Малыш тут же упал, притворившись мертвым, а его мать нырнула обратно в нору.
— Мансур, ну что ты делаешь?! — тут же набросилась на меня. — Ведь до смерти беднягу напугал!
— Тссс, смотри.
Хитрец тем временем приоткрыл один глаз, осмотрелся внимательно и, убедившись, что ему ничего не угрожает, вскочил. Пискнул, подзывая маму. Она вылезла из норы, и они вдвоем замерли, вытянувшись столбиками.
— Что делают эти суслики? — Найяна уставилась на меня.
— Греют пузо на солнышке, — пояснил я.
— Ой, нет! — девушка вскочила.
С неба упала тень, и едва мы успели моргнуть, как пустынный орел утащил крупного суриката, на лету разрывая когтями.
Детеныш побегал по песку, издавая жалобный писк, потом сел, нахохлившись.
— Иди сюда, малыш, — девушка подошла ближе и поманила его, но суслик тут же подскочил и умчался.
— Он же умрет один, — в глазах моей ягодки задрожали слезы.
Святая чешуя, да я готов носиться по дюнам за этим мелким гадом, лишь бы не плакала!
— У него наверняка семья рядом, — сказал, чтобы успокоилась. — Они обычно в норе все вместе живут, штук десять.
— Ну, и где они тогда? — возмутилась девушка. — У них тут дите без присмотра шатается!
— Затаились, наверное. — Пожал плечами. — Взрослые ведь более осторожные. Не переживай, не пропадет. Давайте лучше перекусим и поспим, а потом продолжим путь.
Надо ее чем-нибудь отвлечь, чтобы забыла об этом сурикате. Он уже не жилец, без матери дни совсем крохотного детеныша сочтены.
Я был уверен, что никогда больше не вспомню даже о горемычном суслике. Но как бы ни так! Когда вечером воздух посвежел, и мы двинулись в путь, Найяна оглянулась и вскрикнула, тут же зажав себе рот рукой.
— Что?
— Он за нами идет! — прошептала в ответ, указав на маленькое пятнышко вдали. — Сусличонок тот!

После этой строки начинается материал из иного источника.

#![forbid(unsafe_code)]

//! Listener registry and event dispatch.
//!
//! Listeners are stored per object, per event name, one slot per
//! `(target, method)` pair. Registering the same pair again only replaces
//! its transform. Removal clears the slot in place; cleared slots are
//! treated as absent everywhere.
//!
//! Listeners receive `[sender, event, ...args]`. A listener without an
//! explicit target runs with the sender as `this`. A transform, when
//! present, is handed `(target, method, params)` and decides how (and
//! whether) to call the method; observers use this to reshape event
//! parameters.

use std::fmt;
use std::rc::Rc;

use crate::accessors::get;
use crate::guid::Guid;
use crate::method::Method;
use crate::object::{Object, WeakObject};
use crate::value::Value;

/// Rewrites a dispatch: receives the resolved target, the method and the
/// full event parameters.
pub type Transform = Rc<dyn Fn(&Object, &Method, &[Value])>;

/// A listener callback: a method value, or a property name resolved on the
/// target at dispatch time.
#[derive(Clone, PartialEq, Eq)]
pub enum MethodRef {
    Method(Method),
    Name(Rc<str>),
}

impl MethodRef {
    fn key(&self) -> MethodKey {
        match self {
            Self::Method(method) => MethodKey::Guid(method.guid()),
            Self::Name(name) => MethodKey::Name(Rc::clone(name)),
        }
    }
}

impl fmt::Debug for MethodRef {
    fn fmt(&self, f: &mut fmt::Formatter<'_>) -> fmt::Result {
        match self {
            Self::Method(method) => write!(f, "{method:?}"),
            Self::Name(name) => write!(f, "{name:?}"),
        }
    }
}

impl From<Method> for MethodRef {
    fn from(method: Method) -> Self {
        Self::Method(method)
    }
}

impl From<&Method> for MethodRef {
    fn from(method: &Method) -> Self {
        Self::Method(method.clone())
    }
}

impl From<&str> for MethodRef {
    fn from(name: &str) -> Self {
        Self::Name(Rc::from(name))
    }
}

#[derive(Clone, PartialEq, Eq)]
enum MethodKey {
    Guid(Guid),
    Name(Rc<str>),
}

#[derive(Clone)]
struct Listener {
    target: Option<WeakObject>,
    method: MethodRef,
    transform: Option<Transform>,
}

impl Listener {
    /// The object the listener runs on, or `None` when its target is gone.
    fn resolve_target(&self, sender: &Object) -> Option<Object> {
        match &self.target {
            Some(target) => target.upgrade(),
            None => Some(sender.clone()),
        }
    }

    fn is_live(&self) -> bool {
        self.target.as_ref().is_none_or(|t| t.upgrade().is_some())
    }
}

#[derive(Clone)]
pub(crate) struct ListenerSlot {
    target: Option<Guid>,
    method: MethodKey,
    listener: Option<Listener>,
}

impl ListenerSlot {
    fn matches(&self, target: Option<Guid>, method: &MethodKey) -> bool {
        self.target == target && self.method == *method
    }

    fn live(&self) -> Option<&Listener> {
        self.listener.as_ref().filter(|l| l.is_live())
    }
}

pub(crate) type ListenerSet = Vec<ListenerSlot>;

/// Register `method` for `event` on `obj`.
///
/// `target` is the `this` the method runs on; `None` means the sender.
pub fn add_listener(
    obj: &Object,
    event: &str,
    target: Option<&Object>,
    method: impl Into<MethodRef>,
    transform: Option<Transform>,
) {
    let method = method.into();
    let key = method.key();
    let target_guid = target.map(Object::guid);
    let listener = Listener {
        target: target.map(Object::downgrade),
        method,
        transform,
    };

    {
        let mut meta = obj.meta_mut();
        let set = meta.listener_set_mut(event);
        match set.iter_mut().find(|slot| slot.matches(target_guid, &key)) {
            Some(ListenerSlot {
                listener: Some(existing),
                ..
            }) => existing.transform = listener.transform,
            Some(slot) => slot.listener = Some(listener),
            None => set.push(ListenerSlot {
                target: target_guid,
                method: key,
                listener: Some(listener),
            }),
        }
    }

    tracing::trace!(message = "listener.add", guid = %obj.guid(), event);
    if let Some(delegate) = obj.delegate() {
        delegate.did_add_listener(obj, event);
    }
}

/// Unregister `method` for `event` on `obj`. Unknown pairs are ignored.
pub fn remove_listener(
    obj: &Object,
    event: &str,
    target: Option<&Object>,
    method: impl Into<MethodRef>,
) {
    let key = method.into().key();
    let target_guid = target.map(Object::guid);

    let registered = obj.meta().listeners.get(event).is_some_and(|set| {
        set.iter()
            .any(|slot| slot.matches(target_guid, &key) && slot.listener.is_some())
    });
    if registered {
        let mut meta = obj.meta_mut();
        if let Some(slot) = meta
            .listener_set_mut(event)
            .iter_mut()
            .find(|slot| slot.matches(target_guid, &key))
        {
            slot.listener = None;
        }
    }

    tracing::trace!(message = "listener.remove", guid = %obj.guid(), event, registered);
    if let Some(delegate) = obj.delegate() {
        delegate.did_remove_listener(obj, event);
    }
}

/// Dispatch `event` on `obj`.
///
/// The object's delegate sees the event first; registered listeners run
/// regardless. Listeners added or removed while dispatching take effect on
/// the next dispatch. Returns whether any listener ran.
pub fn send_event(obj: &Object, event: &str, args: &[Value]) -> bool {
    if let Some(delegate) = obj.delegate() {
        delegate.send_event(obj, event, args);
    }

    let set = obj.meta().listeners.get(event).cloned();
    let Some(set) = set else {
        return false;
    };

    let mut params = Vec::with_capacity(args.len() + 2);
    params.push(Value::Object(obj.clone()));
    params.push(Value::from(event));
    params.extend_from_slice(args);

    let mut invoked = false;
    for listener in set.iter().filter_map(|slot| slot.listener.as_ref()) {
        let Some(target) = listener.resolve_target(obj) else {
            continue;
        };
        let method = match &listener.method {
            MethodRef::Method(method) => method.clone(),
            MethodRef::Name(name) => match get(&target, name) {
                Value::Method(method) => method,
                _ => {
                    tracing::warn!(
                        message = "listener.unresolved",
                        guid = %obj.guid(),
                        event,
                        method = %name
                    );
                    continue;
                }
            },
        };

        invoked = true;
        match &listener.transform {
            Some(transform) => transform(&target, &method, &params),
            None => {
                method.call(&target, &params);
            }
        }
    }
    invoked
}

/// Whether `event` has a live listener on `obj`. An event whose slots are
/// all cleared is dropped from the registry.
pub fn has_listeners(obj: &Object, event: &str) -> bool {
    let live = obj
        .meta()
        .listeners
        .get(event)
        .map(|set| set.iter().any(|slot| slot.live().is_some()));
    match live {
        Some(true) => true,
        Some(false) => {
            obj.meta_mut().listeners_mut().remove(event);
            false
        }
        None => false,
    }
}

/// Live `(target, method)` pairs registered for `event`.
pub fn listeners_for(obj: &Object, event: &str) -> Vec<(Option<Object>, MethodRef)> {
    let meta = obj.meta();
    let Some(set) = meta.listeners.get(event) else {
        return Vec::new();
    };
    set.iter()
        .filter_map(ListenerSlot::live)
        .map(|l| {
            let target = l.target.as_ref().and_then(WeakObject::upgrade);
            (target, l.method.clone())
        })
        .collect()
}

/// Names of events with at least one live listener.
pub fn watched_events(obj: &Object) -> Vec<String> {
    let meta = obj.meta();
    let mut events: Vec<String> = meta
        .listeners
        .iter()
        .filter(|(_, set)| set.iter().any(|slot| slot.live().is_some()))
        .map(|(event, _)| event.to_string())
        .collect();
    events.sort();
    events
}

Пригляделся. Точно, вон ушки торчат.
— Надо ему еды оставить, — наша спасительница всех на свете разложила на песке несколько кусочков вяленого мяса.
Голодный малыш набросился на них, едва мы отошли подальше.
— Ест, смотри! — довольная, Найяна снова прижалась ко мне, заставив забыть и о звереныше, и о пустыне.
Не уверен, что собственное имя смог бы назвать в тот момент! Святая чешуя, как я умудрился так влипнуть?!
К вечеру сурикат совсем осмелел, стал есть с руки, а потом и вовсе вскарабкался на верблюда, груженного поклажей, и ехал, вглядываясь в пустыню.
— У нас еще один друг? — осведомился Эль, подъехав ко мне. — Чувствую, к месту назначения мы прибудем небольшим войском!
Мое настроение резко испортилось.
— Я не мальчик, чтобы потчевать меня намеками! — резко бросил ему, чувствуя, как внутри поднимается, будто удушающая пыльная буря, волна тоски и отчаяния. — Прекращай! Займись делом — курс по звездам рассчитай, хотя бы!
— Ты злишься не на меня, а на жизнь, — друг, которого я только что несправедливо обидел, улыбнулся. — Говорил же, не надо связываться со жрецами, ничего хорошего от них не жди!
— Проваливай! — прорычал в ответ — вместо того, чтобы извиниться.
Сурикат недовольно зацокал, поглядывая на нас маленькими бусинками глаз.